Weekend before last, the nation enjoyed that great American institution, the Super Bowl, which our friend Kasey observed by getting her own minor concussion during a unscheduled encounter with a marble breakfast bar. In fact, she wasn’t even watching the game, but lacing up her shoes to hike Nevada’s Red Rock Canyon. Her injury, however is one that football players both young and old risk when they take to the field.

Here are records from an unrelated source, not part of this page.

//! Bulletin - 广播新闻合成
//!
//! 单次批处理：读入脚本 → 生成一期完整广播 → 原子落盘
//! - assemble: 生成广播
//! - sweep-cache: 清理一次过期的合成缓存

use clap::{Parser, Subcommand};
use std::path::{Path, PathBuf};
use std::sync::Arc;
use std::time::Duration;
use tokio::io::AsyncReadExt;
use tokio::sync::watch;

use bulletin::application::ports::{AudioCodecPort, LoudnessAnalyzerPort, SpeechCachePort};
use bulletin::application::{
    AssembleBroadcast, AssembleBroadcastHandler, AssembleSettings, SegmentSynthesizer,
    SpeechCache, SynthesisSettings,
};
use bulletin::config::{load_config_from_path, print_config, AppConfig, LogConfig};
use bulletin::infrastructure::adapters::{
    build_speech_provider, FfmpegLoudnessAnalyzer, FfmpegLoudnessConfig, FsAudioResources,
    LoftyTagWriter, StagedOutputStore, SymphoniaCodec,
};
use bulletin::infrastructure::persistence::SledSpeechCache;
use bulletin::infrastructure::worker::{CacheSweeper, CacheSweeperConfig};

#[derive(Debug, Parser)]
#[command(name = "bulletin", version, about = "Assemble a narrated news bulletin")]
struct Cli {
    #[command(subcommand)]
    command: Command,
}

#[derive(Debug, Subcommand)]
enum Command {
    /// 生成一期广播
    Assemble {
        /// 脚本文件，`-` 表示标准输入
        #[arg(long)]
        script: String,

        /// 配置文件路径
        #[arg(long)]
        config: Option<PathBuf>,

        /// 输出文件路径（覆盖 output.file_template）
        #[arg(long)]
        output: Option<PathBuf>,
    },

    /// 清理过期的合成缓存
    SweepCache {
        #[arg(long)]
        config: Option<PathBuf>,
    },
}

#[tokio::main]
async fn main() -> anyhow::Result<()> {
    let cli = Cli::parse();

    match cli.command {
        Command::Assemble {
            script,
            config,
            output,
        } => {
            let config = load(config.as_deref())?;
            assemble(&config, &script, output).await
        }
        Command::SweepCache { config } => {
            let config = load(config.as_deref())?;
            sweep_cache(&config).await
        }
    }
}

/// 加载配置（优先级：环境变量 > 配置文件 > 默认值）并初始化日志
fn load(path: Option<&Path>) -> anyhow::Result<AppConfig> {
    let config =
        load_config_from_path(path).map_err(|e| anyhow::anyhow!("Failed to load config: {}", e))?;
    init_tracing(&config.log);
    print_config(&config);
    Ok(config)
}

fn init_tracing(log: &LogConfig) {
    let log_filter = format!("{},bulletin={}", log.level, log.level);
    let filter = tracing_subscriber::EnvFilter::try_from_default_env()
        .unwrap_or_else(|_| tracing_subscriber::EnvFilter::new(&log_filter));

    // 日志写到 stderr，stdout 只输出成品路径
    if log.json {
        tracing_subscriber::fmt()
            .json()
            .with_env_filter(filter)
            .with_writer(std::io::stderr)
            .init();
    } else {
        tracing_subscriber::fmt()
            .with_env_filter(filter)
            .with_writer(std::io::stderr)
            .init();
    }
}

async fn read_script(source: &str) -> anyhow::Result<String> {
    let mut script = String::new();
    if source == "-" {
        tokio::io::stdin().read_to_string(&mut script).await?;
    } else {
        script = tokio::fs::read_to_string(source)
            .await
            .map_err(|e| anyhow::anyhow!("Failed to read script {}: {}", source, e))?;
    }
    Ok(script)
}

/// 打开 sled 缓存；失败时退化为无缓存
async fn open_cache(config: &AppConfig) -> Option<Arc<SledSpeechCache>> {
    if !config.cache.enabled {
        return None;
    }

    if let Some(parent) = config.cache.path.parent() {
        if let Err(e) = tokio::fs::create_dir_all(parent).await {
            tracing::warn!(error = %e, "Failed to create cache directory, synthesizing without cache");
            return None;
        }
    }

    match SledSpeechCache::open(&config.cache.path) {
        Ok(cache) => Some(Arc::new(cache)),
        Err(e) => {
            tracing::warn!(
                path = %config.cache.path.display(),
                error = %e,
                "Failed to open speech cache, synthesizing without cache"
            );
            None
        }
    }
}

async fn assemble(config: &AppConfig, script: &str, output: Option<PathBuf>) -> anyhow::Result<()> {
    let script = read_script(script).await?;

    let codec: Arc<dyn AudioCodecPort> = Arc::new(SymphoniaCodec::new());
    let provider = build_speech_provider(&config.tts)?;
    let lexicon = Arc::new(config.lexicon.build()?);
    let resources = Arc::new(FsAudioResources::from_config(
        &config.sfx,
        &config.bed,
        codec.clone(),
    )?);

    // 创建合成缓存与后台清理
    let sled_cache = open_cache(config).await;
    let (shutdown_tx, shutdown_rx) = watch::channel(false);
    let mut sweeper_handle = None;
    let speech_cache = match &sled_cache {
        Some(cache) => {
            let backend: Arc<dyn SpeechCachePort> = cache.clone();
            if config.cache.sweep_interval_secs > 0 {
                let sweeper = CacheSweeper::new(
                    CacheSweeperConfig {
                        ttl: Duration::from_secs(config.cache.ttl_secs),
                        interval: Duration::from_secs(config.cache.sweep_interval_secs),
                    },
                    backend.clone(),
                );
                sweeper_handle = Some(tokio::spawn(sweeper.run(shutdown_rx)));
            }
            SpeechCache::new(backend)
        }
        None => SpeechCache::disabled(),
    };

    let synthesizer = SegmentSynthesizer::new(
        provider,
        codec.clone(),
        Arc::new(speech_cache),
        lexicon,
        SynthesisSettings {
            voice: config.tts.voice.clone(),
            model: config.tts.model.clone(),
            max_concurrent: config.tts.max_concurrent,
            max_retries: config.tts.max_retries,
            sample_rate: config.audio.sample_rate,
            channels: config.audio.channels,
            peak_headroom_db: config.audio.peak_headroom_db,
        },
    );

    let loudness: Option<Arc<dyn LoudnessAnalyzerPort>> = if config.loudness.enabled {
        Some(Arc::new(FfmpegLoudnessAnalyzer::new(FfmpegLoudnessConfig {
            ffmpeg_path: config.loudness.ffmpeg_path.clone(),
            timeout_secs: config.loudness.timeout_secs,
        })))
    } else {
        tracing::warn!("Loudness analysis disabled, gain tags will not be written");
        None
    };

    let handler = AssembleBroadcastHandler::new(
        Arc::new(synthesizer),
        resources,
        codec,
        loudness,
        Arc::new(LoftyTagWriter::new()),
        Arc::new(StagedOutputStore::new(
            &config.output.dir,
            config.output.file_template.clone(),
        )),
        AssembleSettings {
            sample_rate: config.audio.sample_rate,
            channels: config.audio.channels,
            bed: config.bed.spec(),
            encode: config.audio.encode_config(),
            loudness: config.loudness.target(),
            metadata: config.metadata.clone(),
        },
    );

    let result = handler.handle(AssembleBroadcast { script, output }).await;

    // 停止后台清理并刷新缓存
    let _ = shutdown_tx.send(true);
    if let Some(handle) = sweeper_handle {
        let _ = handle.await;
    }
    if let Some(cache) = &sled_cache {
        if let Err(e) = cache.flush() {
            tracing::warn!(error = %e, "Failed to flush speech cache");
        }
    }

    let artifact = result?;
    println!("{}", artifact.path.display());
    Ok(())
}

async fn sweep_cache(config: &AppConfig) -> anyhow::Result<()> {
    if !config.cache.enabled {
        tracing::info!("Speech cache disabled, nothing to sweep");
        return Ok(());
    }

    let cache = Arc::new(SledSpeechCache::open(&config.cache.path)?);
    let sweeper = CacheSweeper::new(
        CacheSweeperConfig {
            ttl: Duration::from_secs(config.cache.ttl_secs),
            interval: Duration::from_secs(config.cache.sweep_interval_secs.max(1)),
        },
        cache.clone(),
    );

    let removed = sweeper.sweep_once().await;
    cache.flush()?;

    let stats = cache.stats().await;
    tracing::info!(
        removed,
        remaining = stats.total_entries,
        size_bytes = stats.total_size_bytes,
        "Cache sweep complete"
    );
    Ok(())
}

Responding to this yearly outburst of head-bashing, Time Magazine ran a short article titled “The Simple Way to Make Football Safer,” citing a change in helmet design as the key. The article included a video interview with Ainissa Ramirez, co-author of Newton’s Football: The Science Behind America’s Game. Ramirez and co-author Allen St. John looked at (among others) woodpeckers and rams for Nature’s insights into how to survive a concussion.  (About time … ) But these strategies have been known for a while:

The shock of even a relatively small collision can damage not just your iPad but your brain, car bodies, aircraft flight recorders, and space vehicles. A woodpecker, however, can whack his head against a tree up to twenty-two times per second and twelve thousand times per day. He strikes with a massive force of twelve hundred grams of deceleration (scientific term), while humans get concussions at just one hundred grams of deceleration. How does he avoid the monster headaches, detached retinas, and brain injury that humans would suffer from just one such impact? First, he has a supertough yet elastic beak and “spongelike” bones to absorb shock. He also has purpose-built, thick muscles and vibration-suppressing spinal fluid. His eyelids act as “seat belts” to protect his retinas. How do we know all this? Researchers have been studying the woodpecker since the mid-1970s. Yubo Fan, a bioengineer at Beijing’s Beihang University; Lorna Gibson of MIT; and researchers Sang-Hee Yoon and Sungmin Park of the University of California, Berkeley have all written scientific papers on the biomechanics and potential of learning from woodpeckers. Sang-Hee Yoon and Sungmin Park have now built woodpecker-inspired biomimetic shock absorbers that can withstand the sixty-thousand-gram impact from a bullet—sixty times the shock resistance of today’s advanced aircraft black boxes, which currently can only handle one thousand grams of impact. As you can imagine, helmet makers, such as Riddell, as well as the U.S. Department of Defense are looking at adapting the technology to helmets as well as other applications.

(Excerpted from The Shark’s Paintbrush, copyright Jay Harman. All rights reserved.)

I’m delighted that solutions for unnecessary concussions are getting more press—now let’s follow-up with some truly protective helmets.